* Work order *
Write each entry out again exactly as it was given.

* Entries provided *
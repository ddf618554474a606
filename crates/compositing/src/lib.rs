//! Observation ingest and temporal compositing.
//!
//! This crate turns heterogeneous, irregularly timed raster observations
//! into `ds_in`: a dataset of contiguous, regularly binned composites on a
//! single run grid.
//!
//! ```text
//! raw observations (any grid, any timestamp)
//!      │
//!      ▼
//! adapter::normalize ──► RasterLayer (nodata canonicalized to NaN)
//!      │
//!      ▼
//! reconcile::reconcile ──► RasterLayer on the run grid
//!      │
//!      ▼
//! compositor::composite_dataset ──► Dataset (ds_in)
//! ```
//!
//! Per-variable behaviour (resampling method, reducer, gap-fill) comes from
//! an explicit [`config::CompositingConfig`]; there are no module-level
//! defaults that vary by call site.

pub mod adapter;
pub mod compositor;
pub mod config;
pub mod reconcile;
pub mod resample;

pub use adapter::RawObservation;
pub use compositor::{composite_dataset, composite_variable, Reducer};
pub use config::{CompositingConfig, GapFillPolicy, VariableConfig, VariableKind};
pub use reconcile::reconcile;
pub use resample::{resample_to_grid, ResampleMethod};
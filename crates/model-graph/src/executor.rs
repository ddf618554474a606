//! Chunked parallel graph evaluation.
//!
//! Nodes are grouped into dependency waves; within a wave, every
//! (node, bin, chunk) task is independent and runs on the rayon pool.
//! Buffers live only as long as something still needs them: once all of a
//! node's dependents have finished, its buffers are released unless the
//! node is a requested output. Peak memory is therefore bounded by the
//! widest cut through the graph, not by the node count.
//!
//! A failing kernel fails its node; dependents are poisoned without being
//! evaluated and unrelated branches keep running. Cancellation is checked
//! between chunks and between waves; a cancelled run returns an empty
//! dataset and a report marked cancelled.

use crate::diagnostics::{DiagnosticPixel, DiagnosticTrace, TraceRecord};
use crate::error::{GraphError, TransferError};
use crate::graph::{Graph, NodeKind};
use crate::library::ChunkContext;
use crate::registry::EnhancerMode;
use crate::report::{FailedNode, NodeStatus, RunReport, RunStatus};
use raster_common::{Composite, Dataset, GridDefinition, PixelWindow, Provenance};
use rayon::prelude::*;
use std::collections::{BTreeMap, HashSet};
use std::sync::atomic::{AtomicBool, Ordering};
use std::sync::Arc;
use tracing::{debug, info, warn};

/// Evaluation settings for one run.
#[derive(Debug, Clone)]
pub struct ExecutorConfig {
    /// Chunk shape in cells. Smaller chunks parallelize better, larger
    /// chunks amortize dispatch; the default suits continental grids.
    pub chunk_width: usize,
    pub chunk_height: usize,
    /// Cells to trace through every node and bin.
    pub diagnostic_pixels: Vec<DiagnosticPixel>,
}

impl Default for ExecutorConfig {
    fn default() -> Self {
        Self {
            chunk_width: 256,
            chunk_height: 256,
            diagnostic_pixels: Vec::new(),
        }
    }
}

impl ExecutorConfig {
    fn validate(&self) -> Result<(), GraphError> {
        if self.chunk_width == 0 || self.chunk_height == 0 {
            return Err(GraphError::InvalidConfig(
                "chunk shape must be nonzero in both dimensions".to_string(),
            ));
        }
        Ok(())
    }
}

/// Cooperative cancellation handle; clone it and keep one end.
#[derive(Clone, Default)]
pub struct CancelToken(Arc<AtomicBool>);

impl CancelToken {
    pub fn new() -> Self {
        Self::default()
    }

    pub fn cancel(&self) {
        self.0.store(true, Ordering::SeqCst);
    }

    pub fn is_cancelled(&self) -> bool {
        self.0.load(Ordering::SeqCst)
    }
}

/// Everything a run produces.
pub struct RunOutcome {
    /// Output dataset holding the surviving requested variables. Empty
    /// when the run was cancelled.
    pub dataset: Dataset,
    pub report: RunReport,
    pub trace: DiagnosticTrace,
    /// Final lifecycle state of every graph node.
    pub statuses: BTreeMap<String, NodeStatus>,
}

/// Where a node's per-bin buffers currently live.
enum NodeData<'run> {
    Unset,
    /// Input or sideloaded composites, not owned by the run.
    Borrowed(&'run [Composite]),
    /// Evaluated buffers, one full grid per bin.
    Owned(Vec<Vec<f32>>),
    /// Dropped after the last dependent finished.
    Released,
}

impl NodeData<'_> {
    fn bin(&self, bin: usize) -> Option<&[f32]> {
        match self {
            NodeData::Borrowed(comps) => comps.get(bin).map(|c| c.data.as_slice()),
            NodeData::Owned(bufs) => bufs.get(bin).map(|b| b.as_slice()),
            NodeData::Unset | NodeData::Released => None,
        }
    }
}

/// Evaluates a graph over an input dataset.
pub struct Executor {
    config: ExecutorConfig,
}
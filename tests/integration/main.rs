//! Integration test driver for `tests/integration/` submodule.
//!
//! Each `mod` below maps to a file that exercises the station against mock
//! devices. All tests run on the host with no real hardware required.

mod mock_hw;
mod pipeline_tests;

* Task output *
repository ddf618554474a606
filename crates/compositing/src/lib.rs
//! Observation ingest and temporal compositing.
//!
//! This crate turns heterogeneous, irregularly timed raster observations
//! into `ds_in`: a dataset of contiguous, regularly binned composites on a
//! single run grid.
//!
//! ```text
//! raw observations (any grid, any timestamp)
//!      │
//!      ▼
//! adapter::normalize ──► RasterLayer (nodata canonicalized to NaN)
//!      │
//!      ▼
//! reconcile::reconcile ──► RasterLayer on the run grid
//!      │
//!      ▼
//! compositor::composite_dataset ──► Dataset (ds_in)
//! ```
//!
//! Per-variable behaviour (resampling method, reducer, gap-fill) comes from
//! an explicit [`config::CompositingConfig`]; there are no module-level
//! defaults that vary by call site.

pub mod adapter;
pub mod compositor;
pub mod config;
pub mod reconcile;
pub mod resample;

pub use adapter::RawObservation;
pub use compositor::{composite_dataset, composite_variable, Reducer};
pub use config::{CompositingConfig, GapFillPolicy, VariableConfig, VariableKind};
pub use reconcile::reconcile;
pub use resample::{resample_to_grid, ResampleMethod};
filename crates/model-graph/src/executor.rs
repository ddf618554474a606
//! Chunked parallel graph evaluation.
//!
//! Nodes are grouped into dependency waves; within a wave, every
//! (node, bin, chunk) task is independent and runs on the rayon pool.
//! Buffers live only as long as something still needs them: once all of a
//! node's dependents have finished, its buffers are released unless the
//! node is a requested output. Peak memory is therefore bounded by the
//! widest cut through the graph, not by the node count.
//!
//! A failing kernel fails its node; dependents are poisoned without being
//! evaluated and unrelated branches keep running. Cancellation is checked
//! between chunks and between waves; a cancelled run returns an empty
//! dataset and a report marked cancelled.

use crate::diagnostics::{DiagnosticPixel, DiagnosticTrace, TraceRecord};
use crate::error::{GraphError, TransferError};
use crate::graph::{Graph, NodeKind};
use crate::library::ChunkContext;
use crate::registry::EnhancerMode;
use crate::report::{FailedNode, NodeStatus, RunReport, RunStatus};
use raster_common::{Composite, Dataset, GridDefinition, PixelWindow, Provenance};
use rayon::prelude::*;
use std::collections::{BTreeMap, HashSet};
use std::sync::atomic::{AtomicBool, Ordering};
use std::sync::Arc;
use tracing::{debug, info, warn};

/// Evaluation settings for one run.
#[derive(Debug, Clone)]
pub struct ExecutorConfig {
    /// Chunk shape in cells. Smaller chunks parallelize better, larger
    /// chunks amortize dispatch; the default suits continental grids.
    pub chunk_width: usize,
    pub chunk_height: usize,
    /// Cells to trace through every node and bin.
    pub diagnostic_pixels: Vec<DiagnosticPixel>,
}

impl Default for ExecutorConfig {
    fn default() -> Self {
        Self {
            chunk_width: 256,
            chunk_height: 256,
            diagnostic_pixels: Vec::new(),
        }
    }
}

impl ExecutorConfig {
    fn validate(&self) -> Result<(), GraphError> {
        if self.chunk_width == 0 || self.chunk_height == 0 {
            return Err(GraphError::InvalidConfig(
                "chunk shape must be nonzero in both dimensions".to_string(),
            ));
        }
        Ok(())
    }
}

/// Cooperative cancellation handle; clone it and keep one end.
#[derive(Clone, Default)]
pub struct CancelToken(Arc<AtomicBool>);

impl CancelToken {
    pub fn new() -> Self {
        Self::default()
    }

    pub fn cancel(&self) {
        self.0.store(true, Ordering::SeqCst);
    }

    pub fn is_cancelled(&self) -> bool {
        self.0.load(Ordering::SeqCst)
    }
}

/// Everything a run produces.
pub struct RunOutcome {
    /// Output dataset holding the surviving requested variables. Empty
    /// when the run was cancelled.
    pub dataset: Dataset,
    pub report: RunReport,
    pub trace: DiagnosticTrace,
    /// Final lifecycle state of every graph node.
    pub statuses: BTreeMap<String, NodeStatus>,
}

/// Where a node's per-bin buffers currently live.
enum NodeData<'run> {
    Unset,
    /// Input or sideloaded composites, not owned by the run.
    Borrowed(&'run [Composite]),
    /// Evaluated buffers, one full grid per bin.
    Owned(Vec<Vec<f32>>),
    /// Dropped after the last dependent finished.
    Released,
}

impl NodeData<'_> {
    fn bin(&self, bin: usize) -> Option<&[f32]> {
        match self {
            NodeData::Borrowed(comps) => comps.get(bin).map(|c| c.data.as_slice()),
            NodeData::Owned(bufs) => bufs.get(bin).map(|b| b.as_slice()),
            NodeData::Unset | NodeData::Released => None,
        }
    }
}

/// Evaluates a graph over an input dataset.
pub struct Executor {
    config: ExecutorConfig,
}
filename tests/integration/main.rs
//! Integration test driver for `tests/integration/` submodule.
//!
//! Each `mod` below maps to a file that exercises the station against mock
//! devices. All tests run on the host with no real hardware required.

mod mock_hw;
mod pipeline_tests;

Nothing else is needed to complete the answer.